How Can we Become Emotionally Free?

For many of us, it's easy to surmise that our emotions compel our behaviour, and if we were being honest, we all have behaviours we would like to change. The life-changing question must then become, how? We generally accept that at this moment in time, we cannot go back and change past events. However, what if we can change the impact of that event that has taken the form of a story trapped within our memory? What if we could rewrite the story's meaning and how we carry that meaning forward with us? What if we temporarily remove the resentment, judgement and hatred so that we can analyse what happened? When pharmaceutical companies develop vaccines as an antidote to disease, they use a small amount of the disease to formulate the vaccination. This is true of our emotional distress. To develop an antidote to our trauma, we must expose ourselves to the emotions of the trauma itself. What if the letter ‘E’ in emotions stood for ‘Energy’ and the concept of emotions represented energy in motion? If the emotions cannot continue to move and be in motion, then they remain stuck, still, stagnant, and dominating. This sounds problematic. For example, imagine the primary emotion was inadequacy, and that emotion felt so traumatic and sensitive that we understandably opted to have the secondary emotion of resentment instead. If resentment becomes the stuck emotion, it can become the lens through which we see the world. Understanding how this perspective and worldview can hinder helpful progress is not difficult.


Following the Golden Thread of Emotion

The fundamental difference between thinking and conversation is that one is done out loud and with a partial filter, and the other is performed within our mind and is predominately unfiltered. This line of thinking runs with the notion that humans organise their minds through conversation. This is helpful because, through conversation, you can adopt different perspectives. Your thinking is challenged, and the components of your thinking process must be defined to build a logical narrative. It's that narrative that flavours the meaning that the thinking offers, which becomes the story we tell ourselves and sell to others. I love a saying: “The freedom you are searching for is found in the thing you are avoiding”. Our emotions are the golden thread of our life story. They are components of our personality. They are who we are. When those emotions reflect the truth and are accurate, they offer a helpful way to identify a path forward. Hidden within our emotional experiences is the freedom you require to accept what has happened so that you can move forward with your life. Let’s use the emotion of anger as an example. Experiencing anger is not a pleasant experience, and it can leave us feeling drained, bitter and resentful. However, telling yourself you’re not angry or shouldn’t be angry will not help because you are experiencing anger. Asking yourself why you are angry will not help because you will likely not know. So how about becoming an emotional investigator and asking yourself, what has left you feeling angry? This exploratory question will allow you the freedom to explore your emotions and adventure forward towards some answers. 
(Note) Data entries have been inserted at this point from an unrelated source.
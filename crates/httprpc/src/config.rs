//! Centralized configuration for httprpc.
//!
//! Constant tables live on unit structs; `ServerOptions` carries the values a
//! host may override at runtime.

use std::time::Duration;

/// Wire-level protocol constants.
pub struct ProtocolConfig;

impl ProtocolConfig {
    pub const CONTENT_TYPE: &'static str = "application/json";
    pub const STATUS_OK: u16 = 200;
    pub const STATUS_ERROR: u16 = 500;
}

/// Server defaults.
pub struct ServerConfig;

impl ServerConfig {
    pub const DEFAULT_NAME: &'static str = "httprpc";
    pub const SHUTDOWN_GRACE_PERIOD: Duration = Duration::from_secs(5);
    pub const MAX_REQUEST_BODY_BYTES: usize = 2 * 1024 * 1024; // 2MB
}

/// Runtime server options.
#[derive(Debug, Clone)]
pub struct ServerOptions {
    /// How long `shutdown` waits for in-flight exchanges before forcing.
    pub shutdown_grace: Duration,
    /// Largest accepted request body.
    pub max_body_bytes: usize,
}

impl Default for ServerOptions {
    fn default() -> Self {
        Self {
            shutdown_grace: ServerConfig::SHUTDOWN_GRACE_PERIOD,
            max_body_bytes: ServerConfig::MAX_REQUEST_BODY_BYTES,
        }
    }
}

impl ServerOptions {
    pub fn with_shutdown_grace(mut self, grace: Duration) -> Self {
        self.shutdown_grace = grace;
        self
    }

    pub fn with_max_body_bytes(mut self, max: usize) -> Self {
        self.max_body_bytes = max;
        self
    }
}
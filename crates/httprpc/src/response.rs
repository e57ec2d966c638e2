//! Outgoing results built by handlers.
//!
//! `Response::ok` and `Response::error` (plus the [`errorf!`](crate::errorf)
//! macro) are the only ways to build one, so a response always holds either
//! a payload or a message, never both.

use crate::envelope::{ResultEnvelope, Status};
use serde::Serialize;
use serde_json::Value;
use std::fmt;
use tracing::warn;

#[derive(Debug, Clone, PartialEq)]
enum Outcome {
    Data(Value),
    Error(String),
}

/// A handler's answer to one call.
#[derive(Debug, Clone, PartialEq)]
pub struct Response {
    outcome: Outcome,
}

impl Response {
    /// Successful result carrying `value`.
    ///
    /// A value that cannot be represented as JSON turns the response into an
    /// error describing why.
    pub fn ok<T: Serialize + ?Sized>(value: &T) -> Self {
        match serde_json::to_value(value) {
            Ok(data) => Self {
                outcome: Outcome::Data(data),
            },
            Err(e) => {
                warn!("Failed to encode response: {}", e);
                Self::error(format!("failed to encode response: {}", e))
            }
        }
    }

    /// Failed result carrying `err`'s message.
    pub fn error(err: impl fmt::Display) -> Self {
        Self {
            outcome: Outcome::Error(err.to_string()),
        }
    }

    pub fn status(&self) -> Status {
        match self.outcome {
            Outcome::Data(_) => Status::OK,
            Outcome::Error(_) => Status::ERROR,
        }
    }

    pub fn is_ok(&self) -> bool {
        self.status().is_ok()
    }

    pub fn into_envelope(self) -> ResultEnvelope {
        match self.outcome {
            Outcome::Data(data) => ResultEnvelope::ok(data),
            Outcome::Error(message) => ResultEnvelope::error(message),
        }
    }
}

impl From<crate::RpcError> for Response {
    fn from(err: crate::RpcError) -> Self {
        Response::error(err)
    }
}

/// Build an error [`Response`] from a format string.
///
/// ```
/// let res = httprpc::errorf!("method {} not found", "missing");
/// assert!(!res.is_ok());
/// ```
#[macro_export]
macro_rules! errorf {
    ($($arg:tt)*) => {
        $crate::Response::error(format!($($arg)*))
    };
}
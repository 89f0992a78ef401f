//! keel: Remote extension host
//!
//! Uploaded Wasm modules are managed by [`keel_plugin_host`]; every
//! management request except the handshake and the plugin listing travels
//! through the encryption gateway backed by [`keel_channel`].
//!
//! ```text
//! caller ──► TraceLayer ──► encryption_gateway ──► route handler
//!                               │ open envelope        │
//!                               │                      ├─► HandshakeService ─► SessionStore
//!                               │                      └─► PluginRegistry
//!                               ◄── seal response ◄────┘
//! ```

pub mod config;
pub mod error;
pub mod gateway;
pub mod routes;
pub mod server;
pub mod state;
pub mod tracing_support;

pub use config::ServerConfig;
pub use error::ApiError;
pub use routes::router;
pub use state::AppState;
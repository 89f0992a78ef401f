//! Module fixtures for tests
//!
//! Builds small modules from WAT that follow the keel ABI without needing a
//! wasm32 toolchain. The echo fixture answers `"{target_os}:{command}"`.

use keel_plugin_api::PluginManifest;

const RESULT_HEADER_OFFSET: usize = 1024;
const PREFIX_OFFSET: usize = 1040;

const BUMP_ALLOC: &str = r#"(local $ptr i32)
    (local.set $ptr (global.get $heap))
    (global.set $heap (i32.add (global.get $heap) (local.get $size)))
    (local.get $ptr)"#;

/// Echo module answering `"{target_os}:{command}"`
pub fn echo_module(name: &str, target_os: &str, version: &str) -> Vec<u8> {
    module_with_manifest(&PluginManifest::new(name, target_os, version))
}

/// Echo module with an arbitrary manifest
pub fn module_with_manifest(manifest: &PluginManifest) -> Vec<u8> {
    let prefix = format!("{}:", manifest.target_os);
    build(manifest, &prefix, BUMP_ALLOC, &echo_body(prefix.len()))
}

/// Module whose `plugin_execute` traps
pub fn trapping_module(name: &str, target_os: &str, version: &str) -> Vec<u8> {
    build(
        &PluginManifest::new(name, target_os, version),
        "",
        BUMP_ALLOC,
        "unreachable",
    )
}

/// Echo module whose `plugin_alloc` always reports failure with a null pointer
pub fn failing_alloc_module(name: &str, target_os: &str, version: &str) -> Vec<u8> {
    let manifest = PluginManifest::new(name, target_os, version);
    let prefix = format!("{}:", manifest.target_os);
    build(&manifest, &prefix, "(i32.const 0)", &echo_body(prefix.len()))
}

/// Module whose `plugin_execute` never returns
pub fn looping_module(name: &str, target_os: &str, version: &str) -> Vec<u8> {
    build(
        &PluginManifest::new(name, target_os, version),
        "",
        BUMP_ALLOC,
        "(loop $spin (br $spin))\n    unreachable",
    )
}

/// Well-formed module that exports no capability entry points
pub fn module_without_capability() -> Vec<u8> {
    parse(
        r#"(module
  (memory (export "memory") 1)
  (func (export "plugin_alloc") (param i32) (result i32) (i32.const 0))
  (func (export "plugin_dealloc") (param i32 i32)))"#,
    )
}

fn echo_body(prefix_len: usize) -> String {
    format!(
        r#"(local $out i32)
    (local $total i32)
    (local.set $total (i32.add (local.get $len) (i32.const {prefix_len})))
    (local.set $out (call $alloc (i32.add (local.get $total) (i32.const 11))))
    (memory.copy (local.get $out) (i32.const {RESULT_HEADER_OFFSET}) (i32.const 9))
    (i32.store8 offset=9 (local.get $out) (i32.const 0xd9))
    (i32.store8 offset=10 (local.get $out) (local.get $total))
    (memory.copy (i32.add (local.get $out) (i32.const 11)) (i32.const {PREFIX_OFFSET}) (i32.const {prefix_len}))
    (memory.copy (i32.add (local.get $out) (i32.const {body_offset})) (local.get $ptr) (local.get $len))
    (i64.or
      (i64.shl (i64.extend_i32_u (local.get $out)) (i64.const 32))
      (i64.extend_i32_u (i32.add (local.get $total) (i32.const 11))))"#,
        body_offset = 11 + prefix_len,
    )
}

fn build(manifest: &PluginManifest, prefix: &str, alloc_body: &str, execute_body: &str) -> Vec<u8> {
    let manifest_bytes = manifest
        .to_msgpack()
        .expect("fixture manifest serializes");
    assert!(manifest_bytes.len() < RESULT_HEADER_OFFSET);

    // {"Success": <str8>} header; the str8 length byte is written at runtime
    let mut result_header = vec![0x81, 0xa7];
    result_header.extend_from_slice(b"Success");

    let wat = format!(
        r#"(module
  (memory (export "memory") 1)
  (global $heap (mut i32) (i32.const 4096))
  (data (i32.const 0) "{manifest}")
  (data (i32.const {RESULT_HEADER_OFFSET}) "{header}")
  (data (i32.const {PREFIX_OFFSET}) "{prefix}")
  (func $alloc (export "plugin_alloc") (param $size i32) (result i32)
    {alloc_body})
  (func (export "plugin_dealloc") (param i32 i32))
  (func (export "plugin_manifest") (result i64)
    (i64.const {manifest_len}))
  (func (export "plugin_execute") (param $ptr i32) (param $len i32) (result i64)
    {execute_body}))"#,
        manifest = escape(&manifest_bytes),
        header = escape(&result_header),
        prefix = escape(prefix.as_bytes()),
        manifest_len = manifest_bytes.len(),
    );

    parse(&wat)
}

fn escape(bytes: &[u8]) -> String {
    bytes.iter().map(|b| format!("\\{:02x}", b)).collect()
}

fn parse(wat: &str) -> Vec<u8> {
    wat::parse_str(wat).expect("fixture WAT is valid")
}
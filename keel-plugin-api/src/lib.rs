//! keel-plugin-api: Shared types for keel plugin modules
//!
//! This crate defines the protocol between host and guest (wasm module).
//! Structured values cross the boundary as MessagePack.
//!
//! ## Module ABI
//!
//! Every module exports a fixed set of symbols. The host resolves them by
//! name instead of scanning the module for a capability implementation.
//!
//! | Export | Signature | Purpose |
//! |--------|-----------|---------|
//! | `memory` | memory | Guest linear memory |
//! | `plugin_alloc` | `(i32) -> i32` | Allocate a buffer for host writes |
//! | `plugin_dealloc` | `(i32, i32)` | Free a buffer |
//! | `plugin_manifest` | `() -> i64` | Packed ptr/len of a MessagePack [`PluginManifest`] |
//! | `plugin_execute` | `(i32, i32) -> i64` | UTF-8 command in, packed MessagePack [`ExecuteResult`] out |
//! | `plugin_release` | `()` | Optional, called once before the module is torn down |

use serde::{Deserialize, Serialize};

/// API version for compatibility checking
pub const API_VERSION: u32 = 1;

/// Name of the exported linear memory
pub const EXPORT_MEMORY: &str = "memory";
/// Guest allocator export
pub const EXPORT_ALLOC: &str = "plugin_alloc";
/// Guest deallocator export
pub const EXPORT_DEALLOC: &str = "plugin_dealloc";
/// Manifest entry point
pub const EXPORT_MANIFEST: &str = "plugin_manifest";
/// Execute entry point
pub const EXPORT_EXECUTE: &str = "plugin_execute";
/// Optional release hook
pub const EXPORT_RELEASE: &str = "plugin_release";

/// Capability description returned by a module's `plugin_manifest` export
#[derive(Debug, Clone, PartialEq, Eq, Serialize, Deserialize)]
pub struct PluginManifest {
    /// API version for compatibility
    pub api_version: u32,

    /// Declared module name, must match the upload name
    pub name: String,

    /// Operating system the module targets (e.g. "windows", "linux")
    pub target_os: String,

    /// Version string the module answers to
    pub supported_version: String,
}

impl PluginManifest {
    /// Create a manifest for the current API version
    pub fn new(
        name: impl Into<String>,
        target_os: impl Into<String>,
        supported_version: impl Into<String>,
    ) -> Self {
        Self {
            api_version: API_VERSION,
            name: name.into(),
            target_os: target_os.into(),
            supported_version: supported_version.into(),
        }
    }

    /// Encode as MessagePack
    pub fn to_msgpack(&self) -> Result<Vec<u8>, rmp_serde::encode::Error> {
        rmp_serde::to_vec(self)
    }
}

/// Result of module execution
#[derive(Debug, Clone, PartialEq, Eq, Serialize, Deserialize)]
pub enum ExecuteResult {
    /// Successful execution with output
    Success(String),

    /// Execution failed
    Error(ExecuteError),
}

/// Error details from module execution
#[derive(Debug, Clone, PartialEq, Eq, Serialize, Deserialize)]
pub struct ExecuteError {
    /// Guest-defined error code (1 = user error, 101 = system error)
    pub code: u8,

    /// Error message
    pub message: String,
}

impl ExecuteResult {
    /// Create a success result
    pub fn success(output: impl Into<String>) -> Self {
        Self::Success(output.into())
    }

    /// Create a user error (code 1)
    pub fn user_error(message: impl Into<String>) -> Self {
        Self::Error(ExecuteError {
            code: 1,
            message: message.into(),
        })
    }

    /// Create a system error (code 101)
    pub fn system_error(message: impl Into<String>) -> Self {
        Self::Error(ExecuteError {
            code: 101,
            message: message.into(),
        })
    }
}

/// Pack a pointer and length into a single i64
///
/// wasm32-unknown-unknown has no multi-value returns, so entry points hand
/// back `ptr << 32 | len`.
#[inline]
pub fn pack_ptr_len(ptr: i32, len: i32) -> i64 {
    ((ptr as i64) << 32) | (len as i64 & 0xFFFFFFFF)
}

/// Unpack ptr and len from a packed i64
#[inline]
pub fn unpack_ptr_len(packed: i64) -> (i32, i32) {
    let ptr = (packed >> 32) as i32;
    let len = (packed & 0xFFFFFFFF) as i32;
    (ptr, len)
}

#[cfg(test)]
mod tests {
    use super::*;

    #[test]
    fn test_manifest_serialization() {
        let manifest = PluginManifest::new("WindowsEcho", "windows", "1.0.0");

        let bytes = manifest.to_msgpack().unwrap();
        let decoded: PluginManifest = rmp_serde::from_slice(&bytes).unwrap();

        assert_eq!(decoded, manifest);
        assert_eq!(decoded.api_version, API_VERSION);
    }

    #[test]
    fn test_execute_result_from_map_encoding() {
        // {"Success": "linux:ping"} as a guest without serde would write it
        let mut bytes = vec![0x81, 0xa7];
        bytes.extend_from_slice(b"Success");
        bytes.extend_from_slice(&[0xd9, 10]);
        bytes.extend_from_slice(b"linux:ping");

        let decoded: ExecuteResult = rmp_serde::from_slice(&bytes).unwrap();
        assert_eq!(decoded, ExecuteResult::success("linux:ping"));
    }

    #[test]
    fn test_pack_unpack() {
        let packed = pack_ptr_len(0x12345678, 0x100);
        assert_eq!(unpack_ptr_len(packed), (0x12345678, 0x100));
    }
}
What Does Emotional Freedom Mean to You?

Our emotions are our software, and our bodies are our hardware. Much like popular software, it can glitch, be impacted by viruses, and require an update. The information we need to thrive in our world is held in the coding of our emotions. We just need to learn how to accept and listen. What they have to tell us will not always be what we want to hear, but it will always be the truth. The truth is a solid and stable place to begin to make difficult decisions about what to do next. Emotional freedom is not about becoming free from your emotions. It’s about working with your emotions in real-time and learning from the wisdom they are trying to show us. The process of emotional freedom is different for everyone. What does emotional freedom mean to you?